REQUIREMENT
Examine each line of the data, and copy the ones containing "with".

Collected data
==*==

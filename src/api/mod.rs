pub mod handlers;
pub mod server;

pub use handlers::AppState;
pub use server::{build_router, run_server, ServerConfig};
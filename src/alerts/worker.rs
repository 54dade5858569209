//! Periodic rule evaluation against the metrics registry

use std::sync::atomic::{AtomicBool, Ordering};
use std::sync::Arc;
use std::time::Duration;

use tokio::time;

use super::engine::AlertEngine;
use crate::metrics::MetricsRegistry;

/// Background worker that checks metric-backed rules against a snapshot
///
/// Each tick builds [`MetricsRegistry::snapshot`] and hands it to
/// [`AlertEngine::check_metrics`], so a rule path such as `cpu.avg` resolves
/// against the current summary of metric `cpu`. Rules whose data only ever
/// arrives through `check_alert` are left alone.
pub struct AlertWorker {
    engine: Arc<AlertEngine>,
    registry: Arc<MetricsRegistry>,
    interval: Duration,
    running: Arc<AtomicBool>,
}

impl AlertWorker {
    pub fn new(engine: Arc<AlertEngine>, registry: Arc<MetricsRegistry>, interval: Duration) -> Self {
        Self {
            engine,
            registry,
            interval,
            running: Arc::new(AtomicBool::new(false)),
        }
    }

    /// Start the background worker
    pub fn start(self: Arc<Self>) -> tokio::task::JoinHandle<()> {
        self.running.store(true, Ordering::SeqCst);

        tokio::spawn(async move {
            tracing::info!("Alert worker started with interval {:?}", self.interval);

            let mut interval = time::interval(self.interval);

            while self.running.load(Ordering::SeqCst) {
                interval.tick().await;
                if !self.running.load(Ordering::SeqCst) {
                    break;
                }

                let fired = self.run_once().await;
                if fired > 0 {
                    tracing::info!("Alert worker fired {} rules", fired);
                }
            }

            tracing::info!("Alert worker stopped");
        })
    }

    /// Stop the worker
    pub fn stop(&self) {
        self.running.store(false, Ordering::SeqCst);
    }

    /// Check if worker is running
    pub fn is_running(&self) -> bool {
        self.running.load(Ordering::SeqCst)
    }

    /// Evaluate metric-backed rules once; returns how many fired
    pub async fn run_once(&self) -> usize {
        let snapshot = self.registry.snapshot();
        self.engine.check_metrics(&snapshot).await
    }
}
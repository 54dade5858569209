//! Beacon Server
//!
//! Run with: cargo run
//!
//! Environment variables:
//! - BEACON_HOST: Bind address (default: 0.0.0.0)
//! - BEACON_PORT: Port number (default: 8080)
//! - BEACON_ADMIN_TOKEN: Bearer token for admin routes (default: unset, routes open)
//! - BEACON_MAX_HISTORY: Alert records kept in memory (default: 10000)
//! - BEACON_EVAL_INTERVAL_SECS: Background rule evaluation period, 0 disables (default: 60)
//! - BEACON_SEED_DEFAULTS: Define the built-in rules at startup (default: false)
//! - RUST_LOG: Log level (default: info)
//!
//! Notification delivery:
//! - BEACON_EMAIL_GATEWAY_URL / BEACON_SMS_GATEWAY_URL: HTTP gateways (unset: log only)
//! - BEACON_GATEWAY_API_KEY: Bearer key sent to both gateways
//! - BEACON_NOTIFY_TIMEOUT_SECS: Per-request timeout (default: 10)
//!
//! Built-in rule destinations:
//! - BEACON_ALERT_EMAILS / BEACON_ALERT_PHONES: Comma-separated lists
//! - BEACON_SLACK_WEBHOOK_URL: Slack incoming webhook

use beacon::alerts::{DefaultTargets, NotifierConfig};
use beacon::api::{run_server, ServerConfig};
use std::time::Duration;
use tracing_subscriber::{layer::SubscriberExt, util::SubscriberInitExt};

fn env_string(key: &str) -> Option<String> {
    std::env::var(key)
        .ok()
        .map(|v| v.trim().to_string())
        .filter(|v| !v.is_empty())
}

fn env_parse<T: std::str::FromStr>(key: &str) -> Option<T> {
    env_string(key).and_then(|v| v.parse().ok())
}

fn env_list(key: &str) -> Vec<String> {
    env_string(key)
        .map(|list| {
            list.split(',')
                .map(str::trim)
                .filter(|s| !s.is_empty())
                .map(String::from)
                .collect()
        })
        .unwrap_or_default()
}

fn env_flag(key: &str) -> bool {
    env_string(key)
        .map(|v| matches!(v.to_ascii_lowercase().as_str(), "1" | "true" | "yes" | "on"))
        .unwrap_or(false)
}

#[tokio::main]
async fn main() -> Result<(), Box<dyn std::error::Error>> {
    // Initialize logging
    tracing_subscriber::registry()
        .with(
            tracing_subscriber::EnvFilter::try_from_default_env()
                .unwrap_or_else(|_| "beacon=info,tower_http=info".into()),
        )
        .with(tracing_subscriber::fmt::layer())
        .init();

    let defaults = ServerConfig::default();

    let notifier = NotifierConfig {
        email_gateway_url: env_string("BEACON_EMAIL_GATEWAY_URL"),
        sms_gateway_url: env_string("BEACON_SMS_GATEWAY_URL"),
        gateway_api_key: env_string("BEACON_GATEWAY_API_KEY"),
        timeout: env_parse::<u64>("BEACON_NOTIFY_TIMEOUT_SECS").map(Duration::from_secs),
    };

    let default_targets = DefaultTargets {
        email_recipients: env_list("BEACON_ALERT_EMAILS"),
        sms_recipients: env_list("BEACON_ALERT_PHONES"),
        slack_webhook_url: env_string("BEACON_SLACK_WEBHOOK_URL"),
    };

    let config = ServerConfig {
        host: env_string("BEACON_HOST").unwrap_or(defaults.host),
        port: env_parse("BEACON_PORT").unwrap_or(defaults.port),
        admin_token: env_string("BEACON_ADMIN_TOKEN"),
        max_history: env_parse("BEACON_MAX_HISTORY").unwrap_or(defaults.max_history),
        eval_interval_secs: env_parse("BEACON_EVAL_INTERVAL_SECS")
            .unwrap_or(defaults.eval_interval_secs),
        seed_defaults: env_flag("BEACON_SEED_DEFAULTS"),
        notifier,
        default_targets,
    };

    tracing::info!("Beacon configuration:");
    tracing::info!("  Host: {}:{}", config.host, config.port);
    tracing::info!("  Max history: {} alerts", config.max_history);
    tracing::info!(
        "  Evaluation interval: {} seconds",
        config.eval_interval_secs
    );
    tracing::info!(
        "  Email gateway: {}",
        config.notifier.email_gateway_url.as_deref().unwrap_or("(log only)")
    );
    tracing::info!(
        "  SMS gateway: {}",
        config.notifier.sms_gateway_url.as_deref().unwrap_or("(log only)")
    );
    tracing::info!("  Seed default rules: {}", config.seed_defaults);

    run_server(config).await
}
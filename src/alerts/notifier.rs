//! Notification delivery for fired alerts

use async_trait::async_trait;
use serde_json::json;
use std::time::Duration;

use super::config::{AlertRule, NotificationAction};
use super::record::{AlertRecord, Severity};

/// Default transport timeout for every outbound call
pub const DEFAULT_NOTIFY_TIMEOUT: Duration = Duration::from_secs(10);

/// Capability for delivering a message over one of the supported channels
#[async_trait]
pub trait Notifier: Send + Sync {
    async fn send_email(
        &self,
        recipients: &[String],
        subject: &str,
        body: &str,
    ) -> Result<(), NotifierError>;

    async fn send_sms(&self, recipients: &[String], body: &str) -> Result<(), NotifierError>;

    /// POST `payload` as JSON, with a bearer token when `auth_token` is set
    async fn send_webhook(
        &self,
        url: &str,
        payload: &serde_json::Value,
        auth_token: Option<&str>,
    ) -> Result<(), NotifierError>;

    /// POST a chat-formatted payload to an incoming-webhook URL
    async fn send_chat_message(
        &self,
        webhook_url: &str,
        payload: &serde_json::Value,
    ) -> Result<(), NotifierError>;
}

/// Endpoints used by [`HttpNotifier`]
#[derive(Debug, Clone, Default)]
pub struct NotifierConfig {
    /// Gateway accepting `{to, subject, body}`; unset means log only
    pub email_gateway_url: Option<String>,
    /// Gateway accepting `{to, message}`; unset means log only
    pub sms_gateway_url: Option<String>,
    /// Bearer key sent to both gateways
    pub gateway_api_key: Option<String>,
    pub timeout: Option<Duration>,
}

/// Notifier that delivers everything over HTTP
pub struct HttpNotifier {
    client: reqwest::Client,
    config: NotifierConfig,
}

impl HttpNotifier {
    pub fn new(config: NotifierConfig) -> Result<Self, NotifierError> {
        let client = reqwest::Client::builder()
            .timeout(config.timeout.unwrap_or(DEFAULT_NOTIFY_TIMEOUT))
            .build()
            .map_err(|e| NotifierError::Http(format!("Failed to build HTTP client: {}", e)))?;

        Ok(Self { client, config })
    }

    async fn post_json(
        &self,
        url: &str,
        payload: &serde_json::Value,
        bearer: Option<&str>,
    ) -> Result<(), NotifierError> {
        let mut request = self.client.post(url).json(payload);
        if let Some(token) = bearer {
            request = request.bearer_auth(token);
        }

        let response = request
            .send()
            .await
            .map_err(|e| NotifierError::Http(format!("Request to {} failed: {}", url, e)))?;

        if !response.status().is_success() {
            return Err(NotifierError::Status {
                url: url.to_string(),
                status: response.status().as_u16(),
            });
        }

        tracing::debug!(url = %url, "Notification delivered");
        Ok(())
    }
}

#[async_trait]
impl Notifier for HttpNotifier {
    async fn send_email(
        &self,
        recipients: &[String],
        subject: &str,
        body: &str,
    ) -> Result<(), NotifierError> {
        let Some(gateway) = self.config.email_gateway_url.as_deref() else {
            tracing::info!(
                recipients = ?recipients,
                subject = %subject,
                "No email gateway configured, logging notification instead"
            );
            return Ok(());
        };

        let payload = json!({
            "to": recipients,
            "subject": subject,
            "body": body,
        });
        self.post_json(gateway, &payload, self.config.gateway_api_key.as_deref())
            .await
    }

    async fn send_sms(&self, recipients: &[String], body: &str) -> Result<(), NotifierError> {
        let Some(gateway) = self.config.sms_gateway_url.as_deref() else {
            tracing::info!(
                recipients = ?recipients,
                "No SMS gateway configured, logging notification instead: {}",
                body
            );
            return Ok(());
        };

        let mut failures = Vec::new();
        for phone in recipients {
            let payload = json!({ "to": phone, "message": body });
            if let Err(e) = self
                .post_json(gateway, &payload, self.config.gateway_api_key.as_deref())
                .await
            {
                tracing::warn!(phone = %phone, error = %e, "SMS delivery failed");
                failures.push(e);
            }
        }

        match failures.len() {
            0 => Ok(()),
            1 => Err(failures.remove(0)),
            _ => Err(NotifierError::Multiple(failures)),
        }
    }

    async fn send_webhook(
        &self,
        url: &str,
        payload: &serde_json::Value,
        auth_token: Option<&str>,
    ) -> Result<(), NotifierError> {
        self.post_json(url, payload, auth_token).await
    }

    async fn send_chat_message(
        &self,
        webhook_url: &str,
        payload: &serde_json::Value,
    ) -> Result<(), NotifierError> {
        self.post_json(webhook_url, payload, None).await
    }
}

impl NotificationAction {
    /// Deliver `record` for `rule` over this action's channel
    pub async fn dispatch(
        &self,
        notifier: &dyn Notifier,
        rule: &AlertRule,
        record: &AlertRecord,
    ) -> Result<(), DispatchError> {
        let result = match self {
            NotificationAction::Email { recipients } => {
                notifier
                    .send_email(recipients, &email_subject(rule, record), &email_body(rule, record))
                    .await
            }
            NotificationAction::Sms { recipients } => {
                notifier.send_sms(recipients, &sms_body(rule, record)).await
            }
            NotificationAction::Webhook { url, auth } => {
                notifier
                    .send_webhook(url, &webhook_payload(rule, record), auth.as_deref())
                    .await
            }
            NotificationAction::Slack { webhook_url } => {
                notifier
                    .send_chat_message(webhook_url, &slack_payload(rule, record))
                    .await
            }
        };

        result.map_err(|source| DispatchError {
            channel: self.channel(),
            source,
        })
    }
}

fn fired_at(record: &AlertRecord) -> String {
    chrono::DateTime::<chrono::Utc>::from_timestamp_millis(record.timestamp)
        .map(|t| t.to_rfc3339())
        .unwrap_or_else(|| record.timestamp.to_string())
}

fn severity_label(severity: Severity) -> String {
    severity.as_str().to_uppercase()
}

pub(crate) fn email_subject(rule: &AlertRule, record: &AlertRecord) -> String {
    format!("[{}] Alert: {}", severity_label(record.severity), rule.name)
}

pub(crate) fn email_body(rule: &AlertRule, record: &AlertRecord) -> String {
    let data = serde_json::to_string_pretty(&record.data).unwrap_or_else(|_| record.data.to_string());
    format!(
        "Alert rule '{}' fired.\n\n\
         Alert ID: {}\n\
         Severity: {}\n\
         Condition: {} {} {}\n\
         Time: {}\n\n\
         Data:\n{}\n",
        rule.name,
        record.id,
        record.severity,
        rule.condition.metric_path,
        rule.condition.operator,
        rule.condition.threshold,
        fired_at(record),
        data
    )
}

pub(crate) fn sms_body(rule: &AlertRule, record: &AlertRecord) -> String {
    format!(
        "[{}] {} alert fired at {}",
        severity_label(record.severity),
        rule.name,
        fired_at(record)
    )
}

pub(crate) fn webhook_payload(rule: &AlertRule, record: &AlertRecord) -> serde_json::Value {
    json!({
        "alert": record,
        "rule": {
            "name": rule.name,
            "condition": rule.condition,
        },
        "timestamp": fired_at(record),
    })
}

pub(crate) fn slack_payload(rule: &AlertRule, record: &AlertRecord) -> serde_json::Value {
    let color = match record.severity {
        Severity::Critical | Severity::High => "danger",
        Severity::Medium => "warning",
        Severity::Low => "good",
    };

    json!({
        "text": format!("Alert: {}", rule.name),
        "attachments": [{
            "color": color,
            "fields": [
                { "title": "Rule", "value": rule.name, "short": true },
                { "title": "Severity", "value": record.severity.as_str(), "short": true },
                { "title": "Time", "value": fired_at(record), "short": false },
            ],
        }],
    })
}

/// Notifier errors
#[derive(Debug, thiserror::Error)]
pub enum NotifierError {
    #[error("HTTP error: {0}")]
    Http(String),

    #[error("{url} returned status {status}")]
    Status { url: String, status: u16 },

    #[error("Multiple notification failures: {0:?}")]
    Multiple(Vec<NotifierError>),
}

/// A single action that failed during a fire
#[derive(Debug, thiserror::Error)]
#[error("{channel} dispatch failed: {source}")]
pub struct DispatchError {
    pub channel: &'static str,
    #[source]
    pub source: NotifierError,
}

==*==

RESULT FOR THIS EXERCISE
            tracing::info!("Alert worker started with interval {:?}", self.interval);
//! Run with: cargo run
        .with(
        .with(tracing_subscriber::fmt::layer())
    /// POST `payload` as JSON, with a bearer token when `auth_token` is set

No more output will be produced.